While there would have been initial disruptions from such an arrangement, the long-term benefits would have been huge. For one thing, Britain could through imports from Canada, Australia and New Zealand have reversed the sharp increase in food prices that was imposed on it in 1973 through the EU’s Common Agricultural Policy. That would result in a considerable improvement in living standards for low-income Britons, in terms of overall welfare far outweighing income losses for the few bank traders forced to move to Frankfurt or open an inferior restaurant.

A “No-deal” Brexit is considerably less attractive than the Canada-plus alternative, but it is still very much worth going for in the long run. In the short run, however, the disruption would be considerable, as companies doing business with the EU would be subject to its most egregious regulations and tariffs with no protection. There is no question, however, that a “No-deal” Brexit would be infinitely better than no Brexit at all, in all but the shortest term. Jacob Rees-Mogg has said we will only know the true costs and benefits of Brexit in 50 years. He is far too pessimistic; if Britain does Brexit properly it will see massive benefits such as cheaper food in five years.

The problem is that the Remain forces are very strong in Britain. They are a majority of Parliament (although there are a modest number of MPs who, although supporters of Remain, are prepared to go along with the electorate’s expressed preference for Leave). Even more dangerous, it is not entirely clear that, if a second referendum were held, the Leave voters would win. Certainly, if the decision to be taken by the electorate was not a straightforward one, as I shall suggest below may be manipulated to be the case, the outlook would be very uncertain indeed. There is also the problem that the process is being directed by Teresa May and her faithful stooge Olly Robbins, i.e. one moderate Remainer and one fanatical one – the department nominally charged with negotiating Brexit has been thoroughly sidelined.

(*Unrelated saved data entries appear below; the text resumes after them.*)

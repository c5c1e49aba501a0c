use std::fmt;
use std::path::{Path, PathBuf};
use std::sync::Arc;

/// A 1-based line/column pair.
#[derive(Clone, Copy, Debug, Default, PartialEq, Eq, PartialOrd, Ord, Hash)]
pub struct Position {
    pub line: usize,
    pub column: usize,
}

impl Position {
    pub fn new(line: usize, column: usize) -> Self {
        Self { line, column }
    }
}

/// Where a node came from. Nodes built in code carry the empty location.
#[derive(Clone, Debug, Default, PartialEq, Eq, Hash)]
pub struct SourceLocation {
    file: Option<Arc<PathBuf>>,
    start: Position,
    end: Position,
}

impl SourceLocation {
    pub fn new(file: Option<Arc<PathBuf>>, start: Position, end: Position) -> Self {
        Self { file, start, end }
    }

    pub fn empty() -> Self {
        Self::default()
    }

    pub fn file(&self) -> Option<&Path> {
        self.file.as_deref().map(PathBuf::as_path)
    }

    pub fn start(&self) -> Position {
        self.start
    }

    pub fn end(&self) -> Position {
        self.end
    }

    pub fn is_empty(&self) -> bool {
        self.file.is_none() && self.start == Position::default()
    }
}

impl fmt::Display for SourceLocation {
    fn fmt(&self, f: &mut fmt::Formatter<'_>) -> fmt::Result {
        match self.file() {
            Some(file) => write!(
                f,
                "{}:{}:{}",
                file.display(),
                self.start.line,
                self.start.column
            ),
            None => write!(f, "<input>:{}:{}", self.start.line, self.start.column),
        }
    }
}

Then there is the problem of the Northern Ireland border, used by the EU and the Remainers as a wedge to prevent a clean Brexit. Given the trouble Northern Ireland has caused for the rest of Britain in the last 50 years, the British electorate undoubtedly does not care about this – erect concrete barriers, barbed wire, machine gun posts and Checkpoint Charlie between Northern and Southern Ireland and it would be OK with them. The border-free agreement negotiated in 1998 is no more sacred than any other action of Tony Blair’s ghastly government (can we have the real House of Lords back, please?)

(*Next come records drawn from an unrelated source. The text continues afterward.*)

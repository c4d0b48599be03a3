//! Formula parsing for the formular engine
//!
//! This crate turns formula strings into `formular-ast` values using winnow
//! with recursive descent and precedence climbing. Classification tries the
//! three formula shapes in fixed precedence:
//!
//! 1. Path aggregation: `FN(Parent.Child.left * Parent.Child.….right)`
//! 2. Reference aggregation: `FN(Parent.Child.left * @ref.right)`
//! 3. Direct: any text containing at least one `Type.attribute` token
//!
//! Text matching none of the shapes is reported as unrecognized; text that
//! carries tokens but fails the expression grammar is reported as malformed
//! together with its token list, so the evaluator can record per-entity
//! failures instead of dropping the formula.

mod combinators;
mod expression;
mod formula;

pub use expression::parse_expression;
pub use formula::{attribute_tokens, classify, ClassifyError};

use thiserror::Error;

/// Expression syntax error
#[derive(Debug, Error, Clone, PartialEq, Eq)]
#[error("syntax error: {message}")]
pub struct ParseError {
    pub message: String,
}

impl ParseError {
    pub(crate) fn new(message: impl Into<String>) -> Self {
        Self {
            message: message.into(),
        }
    }
}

However, in the long run, Northern Ireland’s current position is probably untenable. The percentage of Catholics in the Northern Irish population is steadily rising, because of their higher fertility, and is now around 42%, higher than the percentage of non-Catholic Christians since about 2015. The Catholics do not yet have an outright majority of the total population, and are not likely to get one soon, largely because of the increasing number of Millennials who don’t have a religion — indeed, they probably cannot spell the word. Nevertheless, the irreligious are not reliable votes for a British Ulster. Meanwhile Ireland is no longer the dozy confessional state it was 50 years ago. It has just brought its abortion laws in line with the sloppy secular Western norm, an indication that the Catholic priesthood has far less influence than it used to.

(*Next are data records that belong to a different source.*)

//! Runtime values

use std::fmt;

use formular_model::AttributeValue;
use rust_decimal::Decimal;

/// A value produced while evaluating an expression
#[derive(Debug, Clone, PartialEq)]
pub enum Value {
    Integer(i64),
    Decimal(Decimal),
    Text(String),
    Bool(bool),
}

impl Value {
    /// Runtime type name, used in error messages
    pub fn type_name(&self) -> &'static str {
        match self {
            Self::Integer(_) => "int",
            Self::Decimal(_) => "float",
            Self::Text(_) => "string",
            Self::Bool(_) => "bool",
        }
    }

    /// Whether this value participates in arithmetic
    pub fn is_numeric(&self) -> bool {
        matches!(self, Self::Integer(_) | Self::Decimal(_))
    }

    /// Decimal view of a numeric value
    ///
    /// Text deliberately does not coerce here: expression evaluation is
    /// strict, only the aggregation paths coerce numeric-looking text (via
    /// [`AttributeValue::as_decimal`]).
    pub fn as_decimal(&self) -> Option<Decimal> {
        match self {
            Self::Integer(i) => Some(Decimal::from(*i)),
            Self::Decimal(d) => Some(*d),
            _ => None,
        }
    }
}

impl From<AttributeValue> for Value {
    fn from(value: AttributeValue) -> Self {
        match value {
            AttributeValue::Integer(i) => Self::Integer(i),
            AttributeValue::Decimal(d) => Self::Decimal(d),
            AttributeValue::Text(s) => Self::Text(s),
        }
    }
}

impl fmt::Display for Value {
    fn fmt(&self, f: &mut fmt::Formatter<'_>) -> fmt::Result {
        match self {
            Self::Integer(i) => write!(f, "{i}"),
            Self::Decimal(d) => write!(f, "{d}"),
            Self::Text(s) => write!(f, "{s}"),
            Self::Bool(b) => write!(f, "{b}"),
        }
    }
}

#[cfg(test)]
mod tests {
    use super::*;
    use std::str::FromStr;

    #[test]
    fn numeric_views() {
        assert_eq!(Value::Integer(3).as_decimal(), Some(Decimal::from(3)));
        assert_eq!(
            Value::Decimal(Decimal::from_str("2.5").unwrap()).as_decimal(),
            Some(Decimal::from_str("2.5").unwrap())
        );
        assert_eq!(Value::Text("2.5".to_string()).as_decimal(), None);
        assert_eq!(Value::Bool(true).as_decimal(), None);
    }

    #[test]
    fn display_keeps_raw_scale() {
        assert_eq!(
            Value::Decimal(Decimal::from_str("10.5").unwrap()).to_string(),
            "10.5"
        );
        assert_eq!(Value::Integer(3).to_string(), "3");
    }
}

Thus, neither the border-free 1998 Agreement nor the current status of Northern Ireland are worth dying in the trenches for. They are certainly not sufficiently important to the rest of the U.K. to be worth giving up Brexit for. If a “No Deal” Brexit is only possible either by violating the 1998 borderless provision or by sawing off Northern Ireland from the rest of the United Kingdom, so be it; either is no more than a pity, and the Northern Irelanders should choose in a referendum which they prefer – with the provision that, given the demographic shifts, the referendum concerned should be re-run once a decade.

If we could be sure that a “No-Deal” Brexit would be allowed to happen, we should support it. It could still emerge as the only possibility, if the EU are foolish enough as to reject May’s Chequers-Brexit or punch enough holes in it that even May finds the deal indefensible. (If, for example, they insist that Britain could impose no restrictions on immigration and make no trade deals, even partial ones, with third parties, then it is unlikely May could carry enough of her Cabinet with her to force the deal though.)

If May is backed into a corner where she has no alternative but to reject Brexit altogether or support a “No-deal” Brexit, she will probably reluctantly support a “No-deal” Brexit and her own amour-propre would probably ensure that she dragged sufficient doubters across the line for Parliament to support it, if only by a tiny majority. In that case, Nirvana would have been achieved, at the cost of an unpleasant economic hiccup for a year or so as EU-dependent businesses were forced to make alternative arrangements.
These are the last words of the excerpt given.